Lord, he was babbling. Julka was staring at Marshall with such disappointment that he felt worse than he had a moment ago. He stopped talking altogether.
He had encountered yet another situation that he didn’t know how to handle. He had no idea how many more of them he could take.
9
JULKA’S BREATH CAUGHT. Marshall thought she was crazy. She had been warned about this reaction in all of her Greater World classes. If she talked too much about the North Pole or exhibited too much magical behavior, the people of the Greater World would dismiss her as a crazy person.
But she didn’t want Marshall to think her crazy. She had liked the way he looked at her before, the interest in his eyes, the way that he smiled at her, the touch of his hand on hers. She had liked that a lot. More than a lot, actually. She had been looking forward to coffee and conversation, and stretching those 35 houses into five days worth of work, and getting to know Marshall and maybe putting in a request to meet the folks who ran the New England advance team—the entire team, not just the Entry Access Quality Control section. Maybe she could be assigned here permanently. She liked the snow, after all.
She hadn’t realized all of those dreams had been in her mind just since lunch until Marshall looked at her like she wasn’t right in the head. If she could righteously punch Delbert right now, she would. But he had just been trying to save her from herself.
And failing.
But he was correct: it was her fault. She had wanted a bunch of things that were forbidden to her. And she was going to get into trouble for it.
Then she frowned.
She was going to get into trouble for it. Anyway. That’s the word she was missing. She was going to get in trouble anyway, so why not go for broke?
It was better than finding an S-Elf who would make Marshall forget he even met her. She had momentarily been willing to follow that rule, and the pain in her chest—in her heart—had been severe.
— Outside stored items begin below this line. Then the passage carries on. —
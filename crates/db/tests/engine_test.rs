mod common;

use pretty_assertions::assert_eq;
use salonbook_core::{
    availability::available_starts,
    calendar::{start_of_day, BookingPolicy, DateWindow},
    errors::BookingError,
    models::{
        booking::{BookingStatus, ReserveRequest},
        review::CreateReviewRequest,
        schedule::DaySchedule,
        service::UpdateServiceRequest,
        time_slot::SlotStatus,
    },
};
use salonbook_db::{engine, repositories::time_slot, slot_catalog::PgSlotCatalog, DbPool};
use std::time::Duration;
use uuid::Uuid;

use common::{at, create_test_pool, service, test_day, working_staff};

fn request(staff_id: Uuid, service_id: Uuid, hour: u32, minute: u32, client: &str) -> ReserveRequest {
    ReserveRequest {
        staff_id,
        service_id,
        start_time: at(hour, minute),
        client_external_id: client.to_string(),
    }
}

fn whole_test_day() -> DateWindow {
    DateWindow {
        from: start_of_day(test_day()),
        to: start_of_day(test_day() + chrono::Duration::days(1)),
    }
}

async fn statuses(pool: &DbPool, staff_id: Uuid, from: (u32, u32), count: usize) -> Vec<SlotStatus> {
    let slots = engine::schedule::staff_schedule(pool, staff_id, test_day(), test_day())
        .await
        .unwrap();
    slots
        .into_iter()
        .skip_while(|s| s.start_time < at(from.0, from.1))
        .take(count)
        .map(|s| s.status)
        .collect()
}

#[test_log::test(tokio::test)]
#[ignore = "requires a PostgreSQL database (TEST_DATABASE_URL)"]
async fn test_schedule_writes_gapless_business_day() {
    let pool = create_test_pool().await;
    let svc = service(&pool, 30).await;
    let staff = working_staff(&pool, &svc, &[10, 11]).await;

    let slots = engine::schedule::staff_schedule(&pool, staff.id, test_day(), test_day())
        .await
        .unwrap();

    assert_eq!(slots.len(), 40);
    assert_eq!(slots.iter().filter(|s| s.is_free()).count(), 8);
    assert_eq!(slots[0].start_time, at(9, 0));
    assert_eq!(slots[39].start_time, at(18, 45));
}

#[test_log::test(tokio::test)]
#[ignore = "requires a PostgreSQL database (TEST_DATABASE_URL)"]
async fn test_concurrent_reservations_on_overlapping_runs() {
    let pool = create_test_pool().await;
    let svc = service(&pool, 30).await;
    let staff = working_staff(&pool, &svc, &[10]).await;

    let first = request(staff.id, svc.id, 10, 0, "client-a");
    let second = request(staff.id, svc.id, 10, 15, "client-b");
    let (a, b) = tokio::join!(
        engine::reservation::reserve(&pool, &first),
        engine::reservation::reserve(&pool, &second),
    );

    let winners = [a.is_ok(), b.is_ok()].iter().filter(|ok| **ok).count();
    assert_eq!(winners, 1);
    let loser = if a.is_ok() { b } else { a };
    assert!(matches!(loser, Err(BookingError::SlotConflict(_))));
}

#[test_log::test(tokio::test)]
#[ignore = "requires a PostgreSQL database (TEST_DATABASE_URL)"]
async fn test_reserve_then_cancel_restores_availability() {
    let pool = create_test_pool().await;
    let catalog = PgSlotCatalog::new(pool.clone());
    let svc = service(&pool, 30).await;
    let staff = working_staff(&pool, &svc, &[10]).await;

    let before = available_starts(&catalog, svc.id, Some(staff.id), &whole_test_day())
        .await
        .unwrap();

    let booking = engine::reservation::reserve(&pool, &request(staff.id, svc.id, 10, 0, "client-a"))
        .await
        .unwrap();
    assert_eq!(booking.status, BookingStatus::Scheduled);
    assert_eq!(
        statuses(&pool, staff.id, (10, 0), 2).await,
        vec![SlotStatus::Booked, SlotStatus::Booked]
    );

    engine::reservation::cancel(&pool, booking.id).await.unwrap();

    let after = available_starts(&catalog, svc.id, Some(staff.id), &whole_test_day())
        .await
        .unwrap();
    assert_eq!(before, after);
}

#[test_log::test(tokio::test)]
#[ignore = "requires a PostgreSQL database (TEST_DATABASE_URL)"]
async fn test_cancel_twice_is_a_no_op() {
    let pool = create_test_pool().await;
    let svc = service(&pool, 15).await;
    let staff = working_staff(&pool, &svc, &[10]).await;

    let booking = engine::reservation::reserve(&pool, &request(staff.id, svc.id, 10, 0, "client-a"))
        .await
        .unwrap();
    engine::reservation::cancel(&pool, booking.id).await.unwrap();
    // Someone else takes the freed slot; a repeated cancel must not free it.
    engine::reservation::reserve(&pool, &request(staff.id, svc.id, 10, 0, "client-b"))
        .await
        .unwrap();

    engine::reservation::cancel(&pool, booking.id).await.unwrap();

    assert_eq!(statuses(&pool, staff.id, (10, 0), 1).await, vec![SlotStatus::Booked]);
}

#[test_log::test(tokio::test)]
#[ignore = "requires a PostgreSQL database (TEST_DATABASE_URL)"]
async fn test_failed_reservation_changes_nothing() {
    let pool = create_test_pool().await;
    let svc = service(&pool, 45).await;
    // 10:00..11:00 free, 11:00 onwards blocked: a 45-minute run at 10:30
    // would need 11:00.
    let staff = working_staff(&pool, &svc, &[10]).await;

    let err = engine::reservation::reserve(&pool, &request(staff.id, svc.id, 10, 30, "client-a"))
        .await
        .unwrap_err();

    assert!(matches!(err, BookingError::SlotConflict(_)));
    assert_eq!(
        statuses(&pool, staff.id, (10, 30), 2).await,
        vec![SlotStatus::Free, SlotStatus::Free]
    );
    assert!(engine::history::bookings_for_client(&pool, "client-a")
        .await
        .unwrap()
        .iter()
        .all(|b| b.staff_id != staff.id));
}

#[test_log::test(tokio::test)]
#[ignore = "requires a PostgreSQL database (TEST_DATABASE_URL)"]
async fn test_reserving_same_anchor_twice_conflicts() {
    let pool = create_test_pool().await;
    let svc = service(&pool, 30).await;
    let staff = working_staff(&pool, &svc, &[10]).await;
    let same = request(staff.id, svc.id, 10, 0, "client-a");

    engine::reservation::reserve(&pool, &same).await.unwrap();
    let err = engine::reservation::reserve(&pool, &same).await.unwrap_err();

    assert!(matches!(err, BookingError::SlotConflict(_)));
}

#[test_log::test(tokio::test)]
#[ignore = "requires a PostgreSQL database (TEST_DATABASE_URL)"]
async fn test_reserve_rejects_staff_not_offering_service() {
    let pool = create_test_pool().await;
    let offered = service(&pool, 30).await;
    let other = service(&pool, 30).await;
    let staff = working_staff(&pool, &offered, &[10]).await;

    let err = engine::reservation::reserve(&pool, &request(staff.id, other.id, 10, 0, "client-a"))
        .await
        .unwrap_err();

    assert!(matches!(err, BookingError::InvalidInput(_)));
}

#[test_log::test(tokio::test)]
#[ignore = "requires a PostgreSQL database (TEST_DATABASE_URL)"]
async fn test_regenerating_schedule_keeps_booked_runs() {
    let pool = create_test_pool().await;
    let svc = service(&pool, 30).await;
    let staff = working_staff(&pool, &svc, &[10, 11]).await;
    let booking = engine::reservation::reserve(&pool, &request(staff.id, svc.id, 10, 0, "client-a"))
        .await
        .unwrap();

    // The staff member now only works at 11; the 10:00 booking stays.
    engine::schedule::define_schedule(
        &pool,
        staff.id,
        &[DaySchedule {
            date: test_day(),
            working_hours: vec![11],
        }],
        &BookingPolicy::default(),
    )
    .await
    .unwrap();

    let slots = engine::schedule::staff_schedule(&pool, staff.id, test_day(), test_day())
        .await
        .unwrap();
    assert_eq!(slots.len(), 40);
    assert_eq!(
        statuses(&pool, staff.id, (10, 0), 4).await,
        vec![SlotStatus::Booked; 4]
    );
    assert!(slots.iter().any(|s| s.id == booking.anchor_slot_id));

    engine::reservation::cancel(&pool, booking.id).await.unwrap();
    assert_eq!(
        statuses(&pool, staff.id, (10, 0), 2).await,
        vec![SlotStatus::Free, SlotStatus::Free]
    );
}

#[test_log::test(tokio::test)]
#[ignore = "requires a PostgreSQL database (TEST_DATABASE_URL)"]
async fn test_service_duration_is_frozen_while_booked() {
    let pool = create_test_pool().await;
    let svc = service(&pool, 30).await;
    let staff = working_staff(&pool, &svc, &[10]).await;
    engine::reservation::reserve(&pool, &request(staff.id, svc.id, 10, 0, "client-a"))
        .await
        .unwrap();

    let err = engine::catalog::update_service(
        &pool,
        svc.id,
        &UpdateServiceRequest {
            duration_minutes: Some(60),
            ..Default::default()
        },
    )
    .await
    .unwrap_err();
    assert!(matches!(err, BookingError::InvalidInput(_)));

    let renamed = engine::catalog::update_service(
        &pool,
        svc.id,
        &UpdateServiceRequest {
            name: Some("Long haircut".to_string()),
            ..Default::default()
        },
    )
    .await
    .unwrap();
    assert_eq!(renamed.name, "Long haircut");
    assert_eq!(renamed.duration_minutes, 30);
}

#[test_log::test(tokio::test)]
#[ignore = "requires a PostgreSQL database (TEST_DATABASE_URL)"]
async fn test_duration_change_waits_for_inflight_reservation() {
    let pool = create_test_pool().await;
    let svc = service(&pool, 30).await;
    let staff = working_staff(&pool, &svc, &[10]).await;

    // Hold the run's slot rows so the reservation stalls after reading the service.
    let mut holder = pool.begin().await.unwrap();
    time_slot::lock_slots_in_range(&mut *holder, staff.id, at(10, 0), at(10, 30))
        .await
        .unwrap();

    let reserve = tokio::spawn({
        let pool = pool.clone();
        let req = request(staff.id, svc.id, 10, 0, "client-a");
        async move { engine::reservation::reserve(&pool, &req).await }
    });
    tokio::time::sleep(Duration::from_millis(100)).await;

    let mut update = tokio::spawn({
        let pool = pool.clone();
        async move {
            engine::catalog::update_service(
                &pool,
                svc.id,
                &UpdateServiceRequest {
                    duration_minutes: Some(60),
                    ..Default::default()
                },
            )
            .await
        }
    });
    assert!(
        tokio::time::timeout(Duration::from_millis(200), &mut update)
            .await
            .is_err(),
        "duration change must wait for the reservation reading the old duration"
    );

    holder.rollback().await.unwrap();

    let booking = reserve.await.unwrap().unwrap();
    let err = update.await.unwrap().unwrap_err();
    assert!(matches!(err, BookingError::InvalidInput(_)));
    assert_eq!(
        engine::catalog::get_service(&pool, svc.id)
            .await
            .unwrap()
            .duration_minutes,
        30
    );

    engine::reservation::cancel(&pool, booking.id).await.unwrap();
    assert_eq!(statuses(&pool, staff.id, (10, 0), 4).await, vec![SlotStatus::Free; 4]);
}

#[test_log::test(tokio::test)]
#[ignore = "requires a PostgreSQL database (TEST_DATABASE_URL)"]
async fn test_reviews_maintain_staff_rating() {
    let pool = create_test_pool().await;
    let svc = service(&pool, 15).await;
    let staff = working_staff(&pool, &svc, &[10]).await;
    let client = format!("client-{}", Uuid::new_v4());

    let first = engine::reservation::reserve(&pool, &request(staff.id, svc.id, 10, 0, &client))
        .await
        .unwrap();
    let second = engine::reservation::reserve(&pool, &request(staff.id, svc.id, 10, 15, &client))
        .await
        .unwrap();

    let review_first = CreateReviewRequest {
        booking_id: first.id,
        client_external_id: client.clone(),
        rating: 5,
        text: "Great".to_string(),
    };
    let err = engine::reviews::create_review(&pool, &review_first).await.unwrap_err();
    assert!(matches!(err, BookingError::InvalidInput(_)), "scheduled bookings are not reviewable");

    engine::reservation::complete(&pool, first.id).await.unwrap();
    engine::reservation::complete(&pool, second.id).await.unwrap();

    engine::reviews::create_review(&pool, &review_first).await.unwrap();
    let duplicate = engine::reviews::create_review(&pool, &review_first).await.unwrap_err();
    assert!(matches!(duplicate, BookingError::InvalidInput(_)));

    let stranger = CreateReviewRequest {
        booking_id: second.id,
        client_external_id: "someone-else".to_string(),
        rating: 1,
        text: String::new(),
    };
    let err = engine::reviews::create_review(&pool, &stranger).await.unwrap_err();
    assert!(matches!(err, BookingError::InvalidInput(_)));

    let low = engine::reviews::create_review(
        &pool,
        &CreateReviewRequest {
            booking_id: second.id,
            client_external_id: client.clone(),
            rating: 2,
            text: String::new(),
        },
    )
    .await
    .unwrap();

    let rated = engine::catalog::get_staff(&pool, staff.id).await.unwrap();
    assert_eq!((rated.total_rating, rated.num_reviews), (7, 2));
    assert_eq!(rated.rating(), Some(3.5));

    engine::reviews::delete_review(&pool, low.id).await.unwrap();
    let rated = engine::catalog::get_staff(&pool, staff.id).await.unwrap();
    assert_eq!((rated.total_rating, rated.num_reviews), (5, 1));
    assert_eq!(engine::reviews::list_reviews(&pool, staff.id).await.unwrap().len(), 1);
}

#[test_log::test(tokio::test)]
#[ignore = "requires a PostgreSQL database (TEST_DATABASE_URL)"]
async fn test_completed_booking_cannot_be_cancelled() {
    let pool = create_test_pool().await;
    let svc = service(&pool, 15).await;
    let staff = working_staff(&pool, &svc, &[10]).await;
    let booking = engine::reservation::reserve(&pool, &request(staff.id, svc.id, 10, 0, "client-a"))
        .await
        .unwrap();

    engine::reservation::complete(&pool, booking.id).await.unwrap();
    let err = engine::reservation::cancel(&pool, booking.id).await.unwrap_err();

    assert!(matches!(err, BookingError::InvalidInput(_)));
    let history = engine::history::bookings_for_staff(&pool, staff.id).await.unwrap();
    assert_eq!(history.len(), 1);
    assert_eq!(history[0].status, BookingStatus::Completed);
    assert_eq!(history[0].start_time, Some(at(10, 0)));
}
She liked this man. She more than liked this man. This man felt—she didn’t even have the word. More appropriate? Better? Right? He felt right for her.
So she was going to go for broke. And if they decided to punish her at the North Pole, so be it. Nothing could feel worse than that moment when she had asked Delbert to make Marshall forget him. Her. Them.
Make Marshall forget them.
She shoved the invisibility shield at Delbert, and hit him with it in the stomach. She liked to think that was an accident, but it probably wasn’t.
He caught it and his hands immediately disappeared. Hers didn’t when she held the dang thing, but Delbert’s did. Of course, someone who didn’t even believe in magic probably wouldn’t notice the difference.
She extended her hand to Marshall. “Come with me.”
He looked at her cautiously, that what’s-she-going-to-do-now look in his eye, the one that people got when she misbehaved. He hadn’t used that on her before.
She had to change the look by no longer earning it.
“Please,” she said.
He glanced at Delbert, blinked, and frowned. Marshall had clearly seen the missing hands. In fact, Delbert was holding the shield in front of his legs, so from the waist down, a circle of him had disappeared, leaving only the outside of his thighs, his ankles and his shoes visible.
No one could miss that. She wasn’t sure how anyone could justify it to themselves, but no one could miss it.
She extended her hand just a little farther. Marshall eyed it like it might bite him, when before he had clearly enjoyed touching her.
She held her breath.
He stepped forward and took her hand firmly in his own. “All right,” he said. “Where do you want to go?”
10
HE DIDN’T KNOW what he expected—maybe that she would lead him to his truck or to the vehicle she had stolen (because if she had escaped from an institution, she couldn’t have one of her own, right?). The one thing he did know was this: He hadn’t expected her to lead him through the hole in the snow.
She dragged him around Delbert, and she walked into the hole. Marshall followed.
The first thing that he noticed was that the hole was a Delbert-sized hole, and that the footprints—heading toward his driveway—were Delbert-sized footprints. But they were the only pair of prints. Marshall saw no sign of Julka’s dainty prints, the ones she was now leaving on the way to—what? He couldn’t tell. But he did see some flat deep marks in the snow, marks that looked like they were made by giant skis.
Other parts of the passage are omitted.